Молодой король Фридрих II был мягок в обращении, прост в поступках, писал недурные стихи, чудесно играл на флейте. И никто не знал, что своей любимой сестре (еще будучи кронпринцем) Фридрих признавался:

– Весь мир удивится, узнав, что я совсем не тот, каким меня представляют. Европа думает, что я стану швырять деньги на искусства, а талеры в Берлине будут стоить дешевле булыжников… О нет! Все мои помыслы – лишь об увеличении армии…

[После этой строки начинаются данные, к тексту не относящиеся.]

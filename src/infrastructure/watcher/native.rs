//! OS clipboard-change hook via clipboard-rs
//!
//! The clipboard-rs watch loop blocks, so it runs on a dedicated thread and
//! is stopped through its shutdown channel.

use std::sync::mpsc;
use std::thread::{self, JoinHandle};

use clipboard_rs::{ClipboardHandler, ClipboardWatcher, ClipboardWatcherContext, WatcherShutdown};
use tracing::{debug, warn};

use crate::application::ports::{ChangeCallback, ClipboardSignal, SignalError};

/// Forwards each OS notification to the registered callback
struct ChangeForwarder {
    on_change: ChangeCallback,
}

impl ClipboardHandler for ChangeForwarder {
    fn on_clipboard_change(&mut self) {
        (self.on_change)();
    }
}

struct RunningWatch {
    shutdown: WatcherShutdown,
    thread: JoinHandle<()>,
}

/// Clipboard signal backed by the platform's change notifications
#[derive(Default)]
pub struct NativeWatcher {
    running: Option<RunningWatch>,
}

impl NativeWatcher {
    pub fn new() -> Self {
        Self::default()
    }
}

impl ClipboardSignal for NativeWatcher {
    fn name(&self) -> &'static str {
        "native"
    }

    fn start(&mut self, on_change: ChangeCallback) -> Result<(), SignalError> {
        if self.running.is_some() {
            return Err(SignalError::AlreadyActive);
        }

        // The context is built on the watch thread; it reports back either a
        // shutdown handle or the reason the hook could not be installed.
        let (ready_tx, ready_rx) = mpsc::sync_channel::<Result<WatcherShutdown, String>>(1);

        let thread = thread::Builder::new()
            .name("clipboard-watch".to_string())
            .spawn(move || {
                let mut context = match ClipboardWatcherContext::new() {
                    Ok(context) => context,
                    Err(e) => {
                        let _ = ready_tx.send(Err(e.to_string()));
                        return;
                    }
                };

                let shutdown = context
                    .add_handler(ChangeForwarder { on_change })
                    .get_shutdown_channel();
                if ready_tx.send(Ok(shutdown)).is_err() {
                    return;
                }

                debug!("native clipboard watch started");
                context.start_watch();
                debug!("native clipboard watch stopped");
            })
            .map_err(|e| SignalError::Registration(e.to_string()))?;

        match ready_rx.recv() {
            Ok(Ok(shutdown)) => {
                self.running = Some(RunningWatch { shutdown, thread });
                Ok(())
            }
            Ok(Err(reason)) => {
                let _ = thread.join();
                Err(SignalError::Registration(reason))
            }
            Err(_) => {
                let _ = thread.join();
                Err(SignalError::Registration(
                    "watch thread exited before registering".to_string(),
                ))
            }
        }
    }

    fn stop(&mut self) {
        if let Some(running) = self.running.take() {
            running.shutdown.stop();
            if running.thread.join().is_err() {
                warn!("clipboard watch thread panicked");
            }
        }
    }

    fn is_active(&self) -> bool {
        self.running.is_some()
    }
}

impl Drop for NativeWatcher {
    fn drop(&mut self) {
        self.stop();
    }
}
//! Diagnostic logging setup

use tracing_subscriber::{fmt, EnvFilter};

/// Log level for a `-v` count when `RUST_LOG` is unset
pub fn level_for_verbosity(verbose: u8) -> &'static str {
    match verbose {
        0 => "warn",
        1 => "info",
        2 => "debug",
        _ => "trace",
    }
}

/// Install the global subscriber. Logs go to stderr so stdout stays clean
/// for entry text.
pub fn init_logging(verbose: u8) {
    let filter = EnvFilter::try_from_default_env()
        .unwrap_or_else(|_| EnvFilter::new(level_for_verbosity(verbose)));

    let _ = fmt()
        .with_env_filter(filter)
        .with_writer(std::io::stderr)
        .with_target(verbose > 1)
        .try_init();
}

#[cfg(test)]
mod tests {
    use super::*;

    #[test]
    fn verbosity_raises_level() {
        assert_eq!(level_for_verbosity(0), "warn");
        assert_eq!(level_for_verbosity(1), "info");
        assert_eq!(level_for_verbosity(2), "debug");
        assert_eq!(level_for_verbosity(9), "trace");
    }
}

Эту армию он вербовал из пленных, из наемников, завлеченных в Пруссию обманом, просто из негодяев и подонков. Но больше всего – вербовкой на чужбине. Причем король логично объяснял, почему выгодно вырвать человека из соседней страны и пересадить его, словно репку, на прусскую грядку.

– Завербовав чужеземца, – утверждал Фридрих, – я выигрываю четыре раза подряд: во-первых, в мою армию поступил один солдат; во-вторых, противная мне армия потеряла одного солдата; в-третьих, один пруссак остается в кругу семьи, по-прежнему ведя хозяйство; в-четвертых, если солдата убили, по нему плачут на чужбине, а в Пруссии до него никому нет дела… Самое же лучшее, – добавлял король, – когда пруссак сидит дома и даже не знает, что Пруссия воюет!

Царствование свое Фридрих начал с войны за Силезию, которую безжалостно оторвал от Австрийской империи. Причину этой войны он объяснил «наличностью постоянно готовой к делу армии». По Фридриху выходило так: имей армию – и ты уже имеешь законный повод к войне. Правда, желание воевать король оправдывал еще «полнотою прусской казны и живостью своего характера».

Весь израненный в сражениях, рыцарски отважный, Фридрих никогда этим не кичился.

Король не верил в бога, напоказ бравируя своим атеизмом, король презирал религию и духовные распри, владевшие Европой. Он давал приют в Пруссии всем изгоям веры, которых инквизиция жестоко преследовала на родине…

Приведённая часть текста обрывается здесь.